Republikaner drängen trotz Hürden im Senat auf Abstimmungsgesetze zum Nachweis der Staatsbürgerschaft

Von den Republikanern geführte Bundesstaaten drängen trotz großer Widerstände im Senat auf Wählerausweisgesetze. Mit dem SAVE-Gesetz sollen neue Anforderungen an den Staatsbürgerschaftsnachweis für die Wählerregistrierung eingeführt werden.
Angesichts der großen Chancen im US-Senat treiben die von den Republikanern geführten Bundesstaaten ihre eigenen Versionen des SAVE America Act voran, eines von Trump unterstützten Gesetzes, das neue Anforderungen an den Staatsbürgerschaftsnachweis für die Wählerregistrierung einführen würde. Diese Bemühungen auf Landesebene kommen zu einem Zeitpunkt, an dem die Bundesgesetzgebung im Kongress ins Stocken geraten ist, was die parteiische Spaltung in Bezug auf Stimmrechte und Wahlintegrität verdeutlicht.
Floridas Gouverneur Ron DeSantis kündigte kürzlich Pläne an, neue Anforderungen an den Nachweis der Staatsbürgerschaft zu verabschieden und schließt sich damit einer wachsenden Zahl republikanisch kontrollierter Staaten an, die ähnliche Maßnahmen verfolgen. Diese Maßnahmen auf Landesebene unterstreichen die politische Bedeutung der Debatte über Wählerausweisgesetze und Wahlsicherheit, die zu einem Brennpunkt im anhaltenden Kampf zwischen Demokraten und Republikanern geworden ist.

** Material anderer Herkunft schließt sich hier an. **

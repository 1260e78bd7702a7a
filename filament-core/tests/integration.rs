//! Integration Tests for the Reactive System
//!
//! These tests verify that observable cells, computed cells, reactions,
//! actions, and observable futures work together correctly.

use std::sync::atomic::{AtomicI32, Ordering};
use std::sync::Arc;

use parking_lot::Mutex;

use filament_core::reactive::{
    Action, AsyncStatus, Computed, Observable, ObservableFuture, Reaction, Runtime,
};

/// Writing an unchanged value never wakes dependents.
#[test]
fn noop_write_triggers_nothing() {
    let cell = Observable::new(5);
    let computes = Arc::new(AtomicI32::new(0));

    let cell_in = cell.clone();
    let computes_in = computes.clone();
    let doubled = Computed::new(move || {
        computes_in.fetch_add(1, Ordering::SeqCst);
        cell_in.get() * 2
    });

    let doubled_in = doubled.clone();
    let reaction = Reaction::new(move || {
        let _ = doubled_in.get();
    });

    assert_eq!(computes.load(Ordering::SeqCst), 1);
    assert_eq!(reaction.runs(), 1);

    cell.set(5);

    assert_eq!(computes.load(Ordering::SeqCst), 1);
    assert_eq!(reaction.runs(), 1);
}

/// Two writes inside one action produce exactly one re-run, observing both
/// final values together — never a torn intermediate pair.
#[test]
fn action_batches_writes_atomically() {
    let a = Observable::new(0);
    let b = Observable::new(0);
    let pairs: Arc<Mutex<Vec<(i32, i32)>>> = Arc::new(Mutex::new(Vec::new()));

    let (a_in, b_in) = (a.clone(), b.clone());
    let pairs_in = pairs.clone();
    let _reaction = Reaction::new(move || {
        pairs_in.lock().push((a_in.get(), b_in.get()));
    });

    Action::run(|| {
        a.set(1);
        b.set(2);
    });

    assert_eq!(*pairs.lock(), vec![(0, 0), (1, 2)]);
}

/// Nested action scopes flatten into the outermost commit.
#[test]
fn nested_actions_commit_once() {
    let a = Observable::new(0);
    let b = Observable::new(0);

    let (a_in, b_in) = (a.clone(), b.clone());
    let reaction = Reaction::new(move || {
        a_in.get();
        b_in.get();
    });

    Action::run(|| {
        a.set(1);
        Action::run(|| b.set(2));
        a.set(3);
    });

    assert_eq!(reaction.runs(), 2);
}

/// A cell written away from and back to its pre-action value commits no
/// change at all: zero recomputation, zero re-runs.
#[test]
fn action_restoring_a_value_propagates_nothing() {
    let cell = Observable::new(1);
    let computes = Arc::new(AtomicI32::new(0));

    let cell_in = cell.clone();
    let computes_in = computes.clone();
    let doubled = Computed::new(move || {
        computes_in.fetch_add(1, Ordering::SeqCst);
        cell_in.get() * 2
    });

    let doubled_in = doubled.clone();
    let reaction = Reaction::new(move || {
        let _ = doubled_in.get();
    });

    Action::run(|| {
        cell.set(2);
        cell.set(1);
    });

    assert_eq!(computes.load(Ordering::SeqCst), 1);
    assert_eq!(reaction.runs(), 1);
}

/// A computed cell whose recomputed value is unchanged does not wake its
/// downstream reactions, even though its own dependency changed.
#[test]
fn unchanged_computed_suppresses_downstream_reactions() {
    let cell = Observable::new(1);

    let cell_in = cell.clone();
    let parity = Computed::new(move || cell_in.get() % 2);

    let parity_in = parity.clone();
    let reaction = Reaction::new(move || {
        let _ = parity_in.get();
    });

    assert_eq!(reaction.runs(), 1);

    // 1 -> 3: parity stays 1
    cell.set(3);
    assert_eq!(reaction.runs(), 1);

    // 3 -> 2: parity flips to 0
    cell.set(2);
    assert_eq!(reaction.runs(), 2);
}

/// Within one pass a computed cell settles before the reactions that read
/// it: a reaction never observes a half-updated graph.
#[test]
fn reactions_never_observe_torn_computed_values() {
    let cell = Observable::new(1);

    let cell_in = cell.clone();
    let doubled = Computed::new(move || cell_in.get() * 2);

    let violations = Arc::new(AtomicI32::new(0));
    let (cell_in, doubled_in) = (cell.clone(), doubled.clone());
    let violations_in = violations.clone();
    let _reaction = Reaction::new(move || {
        let v = cell_in.get();
        let d = doubled_in.get().expect("doubling cannot fail");
        if d != v * 2 {
            violations_in.fetch_add(1, Ordering::SeqCst);
        }
    });

    cell.set(2);
    cell.set(3);
    Action::run(|| {
        cell.set(10);
        cell.set(11);
    });

    assert_eq!(violations.load(Ordering::SeqCst), 0);
}

/// Reactions fire in creation order when one action wakes several of them.
#[test]
fn reactions_run_in_creation_order() {
    let cell = Observable::new(0);
    let log: Arc<Mutex<Vec<&'static str>>> = Arc::new(Mutex::new(Vec::new()));

    let make = |label: &'static str| {
        let cell_in = cell.clone();
        let log_in = log.clone();
        Reaction::new(move || {
            cell_in.get();
            log_in.lock().push(label);
        })
    };

    let _first = make("first");
    let _second = make("second");
    let _third = make("third");

    log.lock().clear();
    cell.set(1);

    assert_eq!(*log.lock(), vec!["first", "second", "third"]);
}

/// A reaction that disposes itself from inside its own body is never
/// invoked again.
#[test]
fn self_disposal_is_safe() {
    let cell = Observable::new(0);
    let count = Arc::new(AtomicI32::new(0));
    let slot: Arc<Mutex<Option<Reaction>>> = Arc::new(Mutex::new(None));

    let cell_in = cell.clone();
    let count_in = count.clone();
    let slot_in = slot.clone();
    let reaction = Reaction::new(move || {
        let value = cell_in.get();
        count_in.fetch_add(1, Ordering::SeqCst);
        if value > 0 {
            if let Some(me) = slot_in.lock().as_ref() {
                me.dispose();
            }
        }
    });
    *slot.lock() = Some(reaction.clone());

    assert_eq!(count.load(Ordering::SeqCst), 1);

    // triggers the run that disposes the reaction mid-body
    cell.set(1);
    assert_eq!(count.load(Ordering::SeqCst), 2);
    assert!(reaction.is_disposed());

    cell.set(2);
    cell.set(3);
    assert_eq!(count.load(Ordering::SeqCst), 2);
}

/// Disposing a reaction that is already queued in the running pass drops
/// the queued run instead of executing it.
#[test]
fn disposal_drops_queued_runs() {
    let cell = Observable::new(0);
    let victim_runs = Arc::new(AtomicI32::new(0));
    let victim_slot: Arc<Mutex<Option<Reaction>>> = Arc::new(Mutex::new(None));

    // created first, so it runs first and disposes the victim
    let cell_in = cell.clone();
    let slot_in = victim_slot.clone();
    let _assassin = Reaction::new(move || {
        if cell_in.get() > 0 {
            if let Some(victim) = slot_in.lock().as_ref() {
                victim.dispose();
            }
        }
    });

    let cell_in = cell.clone();
    let runs_in = victim_runs.clone();
    let victim = Reaction::new(move || {
        cell_in.get();
        runs_in.fetch_add(1, Ordering::SeqCst);
    });
    *victim_slot.lock() = Some(victim.clone());

    assert_eq!(victim_runs.load(Ordering::SeqCst), 1);

    // both are queued; the assassin runs first and the victim's queued run
    // must be dropped
    cell.set(1);

    assert!(victim.is_disposed());
    assert_eq!(victim_runs.load(Ordering::SeqCst), 1);
}

/// A reaction body failure reaches the injected handler and the pass
/// continues with the remaining reactions.
#[test]
fn reaction_failures_reach_the_handler_without_aborting_the_pass() {
    let reported: Arc<Mutex<Vec<String>>> = Arc::new(Mutex::new(Vec::new()));
    let reported_in = reported.clone();
    Runtime::set_error_handler(move |err| {
        reported_in.lock().push(err.to_string());
    });

    let cell = Observable::new(0);

    let cell_in = cell.clone();
    let _failing = Reaction::try_new(move || {
        if cell_in.get() > 0 {
            return Err("quota exceeded while refreshing".into());
        }
        Ok(())
    });

    let cell_in = cell.clone();
    let survivor = Reaction::new(move || {
        cell_in.get();
    });

    cell.set(1);

    assert_eq!(survivor.runs(), 2);
    assert!(reported
        .lock()
        .iter()
        .any(|msg| msg.contains("quota exceeded")));
}

/// Mutually dependent computed cells are reported as a cycle, not an
/// infinite loop or a stack overflow.
#[test]
fn dependency_cycles_are_reported() {
    let slot: Arc<Mutex<Option<Computed<i32>>>> = Arc::new(Mutex::new(None));

    let slot_in = slot.clone();
    let a = Computed::try_new(move || {
        let other = slot_in.lock().clone();
        match other {
            Some(other) => other.get(),
            None => Ok(1),
        }
    });

    let a_in = a.clone();
    let b = Computed::try_new(move || a_in.get());
    *slot.lock() = Some(b.clone());

    let result = a.get();
    assert!(matches!(result, Err(ref err) if err.is_cycle()));
}

/// A reaction's dependency set is rebuilt on every run, so conditional
/// reads rewire what it listens to.
#[test]
fn conditional_dependencies_rewire_reactions() {
    let use_first = Observable::new(true);
    let first = Observable::new("a");
    let second = Observable::new("b");

    let (flag_in, first_in, second_in) = (use_first.clone(), first.clone(), second.clone());
    let reaction = Reaction::new(move || {
        if flag_in.get() {
            first_in.get();
        } else {
            second_in.get();
        }
    });

    assert_eq!(reaction.runs(), 1);

    // not currently a dependency
    second.set("x");
    assert_eq!(reaction.runs(), 1);

    use_first.set(false);
    assert_eq!(reaction.runs(), 2);

    // sides have swapped
    first.set("y");
    assert_eq!(reaction.runs(), 2);

    second.set("z");
    assert_eq!(reaction.runs(), 3);
}

/// A reaction that writes cells re-propagates after the current pass, so
/// two passes never interleave and downstream reactions see final values.
#[test]
fn writes_from_reaction_bodies_run_as_follow_up_batches() {
    let input = Observable::new(1);
    let mirrored = Observable::new(10);

    let (input_in, mirrored_in) = (input.clone(), mirrored.clone());
    let forwarder = Reaction::new(move || {
        let value = input_in.get();
        mirrored_in.set(value * 10);
    });

    let seen = Arc::new(AtomicI32::new(0));
    let mirrored_in = mirrored.clone();
    let seen_in = seen.clone();
    let follower = Reaction::new(move || {
        seen_in.store(mirrored_in.get(), Ordering::SeqCst);
    });

    assert_eq!(seen.load(Ordering::SeqCst), 10);

    input.set(4);

    assert_eq!(forwarder.runs(), 2);
    assert_eq!(follower.runs(), 2);
    assert_eq!(seen.load(Ordering::SeqCst), 40);
}

/// The full async lifecycle: a reaction observing the tracker runs once at
/// subscribe time seeing `Pending`, and exactly once more at settlement,
/// seeing status and value land together.
#[test]
fn async_settlement_is_one_atomic_update() {
    let (tracker, completer) = ObservableFuture::<&str, String>::pending();
    let observed: Arc<Mutex<Vec<(AsyncStatus, Option<&str>)>>> = Arc::new(Mutex::new(Vec::new()));

    let tracker_in = tracker.clone();
    let observed_in = observed.clone();
    let reaction = Reaction::new(move || {
        observed_in
            .lock()
            .push((tracker_in.status(), tracker_in.value()));
    });

    assert_eq!(*observed.lock(), vec![(AsyncStatus::Pending, None)]);

    completer.fulfill("x");

    assert_eq!(reaction.runs(), 2);
    assert_eq!(
        *observed.lock(),
        vec![
            (AsyncStatus::Pending, None),
            (AsyncStatus::Fulfilled, Some("x")),
        ]
    );
}

/// Rejection surfaces as terminal state readable by derivations.
#[test]
fn rejected_operations_notify_dependents() {
    let (tracker, completer) = ObservableFuture::<i32, String>::pending();

    let tracker_in = tracker.clone();
    let message = Computed::new(move || match tracker_in.state() {
        filament_core::reactive::AsyncState::Pending => "loading".to_string(),
        filament_core::reactive::AsyncState::Fulfilled(v) => format!("got {v}"),
        filament_core::reactive::AsyncState::Rejected(e) => format!("failed: {e}"),
    });

    assert_eq!(message.get(), Ok("loading".to_string()));

    completer.reject("connection reset".to_string());

    assert_eq!(message.get(), Ok("failed: connection reset".to_string()));
}

/// Computed chains stay lazy when nothing is listening: a write marks them
/// stale but recomputation waits for the next read.
#[test]
fn unobserved_computed_chains_recompute_lazily() {
    let cell = Observable::new(2);
    let computes = Arc::new(AtomicI32::new(0));

    let cell_in = cell.clone();
    let computes_in = computes.clone();
    let squared = Computed::new(move || {
        computes_in.fetch_add(1, Ordering::SeqCst);
        let v = cell_in.get();
        v * v
    });

    assert_eq!(squared.get(), Ok(4));
    assert_eq!(computes.load(Ordering::SeqCst), 1);

    // no reaction is attached; the write must not recompute eagerly
    cell.set(3);
    assert_eq!(computes.load(Ordering::SeqCst), 1);

    assert_eq!(squared.get(), Ok(9));
    assert_eq!(computes.load(Ordering::SeqCst), 2);
}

Der SAVE Act oder der Securing America's Voting Eligibility Act wurde Anfang des Jahres im Senat eingeführt. Der vom ehemaligen Präsidenten Donald Trump befürwortete Gesetzentwurf zielt darauf ab, einen Nachweis der Staatsbürgerschaft für die Wählerregistrierung im ganzen Land zu verlangen. Allerdings steht die Gesetzgebung im gleichmäßig gespaltenen Senat vor einem harten Kampf, wo 60 Stimmen erforderlich wären, um einen Filibuster zu überwinden.
Trotz der Hindernisse auf Bundesebene nehmen die von den Republikanern geführten Bundesstaaten die Angelegenheit selbst in die Hand. Neben Florida haben auch Bundesstaaten wie Georgia, Texas und Arizona jeweils eigene Versionen des SAVE Act verabschiedet oder erwägen diese, mit dem Ziel, die Wahlintegrität durch strengere Wählerausweisanforderungen zu stärken.

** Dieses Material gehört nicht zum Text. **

//! Observable futures.
//!
//! An observable future wraps one asynchronous operation and exposes its
//! lifecycle — pending, fulfilled, or rejected — as trackable reactive
//! state. A computed cell or reaction that reads the tracker re-runs
//! automatically when the operation settles.
//!
//! # Lifecycle
//!
//! A tracker is born `Pending` and transitions exactly once, to
//! `Fulfilled` or `Rejected`. The transition is performed by a
//! [`Completer`], a move-only handle whose settle methods consume it, so a
//! second transition is unrepresentable by construction. Starting a new
//! operation means constructing a new tracker; a settled one never mutates
//! again.
//!
//! Settlement writes the terminal state through the normal action path, so
//! downstream derivations observe status and value as a single atomic
//! update, never a torn pair. Rejection is surfaced as data from the read
//! accessors; nothing is thrown.

use std::future::Future;

use super::action::Action;
use super::observable::Observable;

/// Lifecycle of a tracked asynchronous operation.
#[derive(Debug, Clone, PartialEq, Eq)]
pub enum AsyncState<T, E> {
    /// The operation has not settled yet.
    Pending,
    /// The operation completed with a value.
    Fulfilled(T),
    /// The operation failed with an error.
    Rejected(E),
}

impl<T, E> AsyncState<T, E> {
    /// The status tag without the payload.
    pub fn status(&self) -> AsyncStatus {
        match self {
            Self::Pending => AsyncStatus::Pending,
            Self::Fulfilled(_) => AsyncStatus::Fulfilled,
            Self::Rejected(_) => AsyncStatus::Rejected,
        }
    }

    /// Whether the operation is still in flight.
    pub fn is_pending(&self) -> bool {
        matches!(self, Self::Pending)
    }

    /// Whether the operation reached a terminal state.
    pub fn is_settled(&self) -> bool {
        !self.is_pending()
    }
}

/// Payload-free status tag of an [`AsyncState`].
#[derive(Debug, Clone, Copy, PartialEq, Eq)]
pub enum AsyncStatus {
    /// Not settled yet.
    Pending,
    /// Completed with a value.
    Fulfilled,
    /// Failed with an error.
    Rejected,
}

/// Reactive wrapper around one asynchronous operation.
pub struct ObservableFuture<T, E>
where
    T: Clone + PartialEq + Send + Sync + 'static,
    E: Clone + PartialEq + Send + Sync + 'static,
{
    state: Observable<AsyncState<T, E>>,
}

impl<T, E> ObservableFuture<T, E>
where
    T: Clone + PartialEq + Send + Sync + 'static,
    E: Clone + PartialEq + Send + Sync + 'static,
{
    /// Create a pending tracker and the one-shot handle that settles it.
    ///
    /// Use this when the host environment delivers completion through its
    /// own callback mechanism: hand the [`Completer`] to the completion
    /// path and keep the tracker for readers.
    pub fn pending() -> (Self, Completer<T, E>) {
        let state = Observable::new(AsyncState::Pending);
        (
            Self {
                state: state.clone(),
            },
            Completer { state },
        )
    }

    /// Track a future, settling when it completes.
    ///
    /// The future is spawned on the ambient tokio runtime; this must be
    /// called from within one. The settlement write happens on the runtime
    /// worker, relying on the cells' internal synchronization — a host
    /// that needs strict single-timeline ordering should route completion
    /// through [`ObservableFuture::pending`] and settle on its own thread.
    pub fn from_future<F>(future: F) -> Self
    where
        F: Future<Output = Result<T, E>> + Send + 'static,
    {
        let (tracker, completer) = Self::pending();
        tokio::spawn(async move {
            match future.await {
                Ok(value) => completer.fulfill(value),
                Err(error) => completer.reject(error),
            }
        });
        tracker
    }

    /// The full current state. A tracked read.
    pub fn state(&self) -> AsyncState<T, E> {
        self.state.get()
    }

    /// The status tag. A tracked read.
    pub fn status(&self) -> AsyncStatus {
        self.state.get().status()
    }

    /// The fulfilled value, if settled successfully. A tracked read.
    pub fn value(&self) -> Option<T> {
        match self.state.get() {
            AsyncState::Fulfilled(value) => Some(value),
            _ => None,
        }
    }

    /// The rejection error, if settled with a failure. A tracked read.
    pub fn error(&self) -> Option<E> {
        match self.state.get() {
            AsyncState::Rejected(error) => Some(error),
            _ => None,
        }
    }
}

impl<T, E> Clone for ObservableFuture<T, E>
where
    T: Clone + PartialEq + Send + Sync + 'static,
    E: Clone + PartialEq + Send + Sync + 'static,
{
    fn clone(&self) -> Self {
        Self {
            state: self.state.clone(),
        }
    }
}

impl<T, E> std::fmt::Debug for ObservableFuture<T, E>
where
    T: Clone + PartialEq + Send + Sync + std::fmt::Debug + 'static,
    E: Clone + PartialEq + Send + Sync + std::fmt::Debug + 'static,
{
    fn fmt(&self, f: &mut std::fmt::Formatter<'_>) -> std::fmt::Result {
        f.debug_struct("ObservableFuture")
            .field("state", &self.state.get_untracked())
            .finish()
    }
}

/// One-shot handle that settles an [`ObservableFuture`].
///
/// Settling consumes the handle, so each tracker transitions at most once.
#[must_use = "an unsettled completer leaves its tracker pending forever"]
pub struct Completer<T, E>
where
    T: Clone + PartialEq + Send + Sync + 'static,
    E: Clone + PartialEq + Send + Sync + 'static,
{
    state: Observable<AsyncState<T, E>>,
}

impl<T, E> Completer<T, E>
where
    T: Clone + PartialEq + Send + Sync + 'static,
    E: Clone + PartialEq + Send + Sync + 'static,
{
    /// Settle the tracker as fulfilled.
    pub fn fulfill(self, value: T) {
        self.settle(AsyncState::Fulfilled(value));
    }

    /// Settle the tracker as rejected.
    pub fn reject(self, error: E) {
        self.settle(AsyncState::Rejected(error));
    }

    fn settle(self, terminal: AsyncState<T, E>) {
        debug_assert!(self.state.get_untracked().is_pending());
        // one atomic transition: status and payload land together
        Action::run(|| self.state.set(terminal));
    }
}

Befürworter dieser bundesstaatlichen Bemühungen argumentieren, dass sie notwendig seien, um Bedenken hinsichtlich Wahlbetrug auszuräumen und die Integrität des Wahlprozesses sicherzustellen. Sie behaupten, dass die Anforderung eines Staatsbürgerschaftsnachweises dazu beitragen wird, Nicht-Staatsbürger von der Teilnahme an Wahlen abzuhalten, eine Behauptung, die Gegenstand umfangreicher Debatten und Untersuchungen war.
Kritiker des SAVE Act und seiner Gegenstücke auf Landesebene argumentieren jedoch, dass diese Maßnahmen in erster Linie darauf abzielen, bestimmte Teile der Wählerschaft, insbesondere marginalisierte Gemeinschaften und Minderheiten, zu entmündigen. Sie behaupten, dass diese Gesetze unnötige Hindernisse für die Wahl schaffen und es berechtigten Bürgern erschweren könnten, am demokratischen Prozess teilzunehmen.
Der andauernde Kampf um den SAVE Act und die Wahlgesetze auf Landesebene unterstreicht den zutiefst parteiischen Charakter der Debatte über Wahlintegrität und Wahlrechte. Wenn die Präsidentschaftswahl 2024 näher rückt, könnte der Ausgang dieser Gesetzgebungskämpfe erhebliche Auswirkungen auf die Zukunft der amerikanischen Demokratie haben.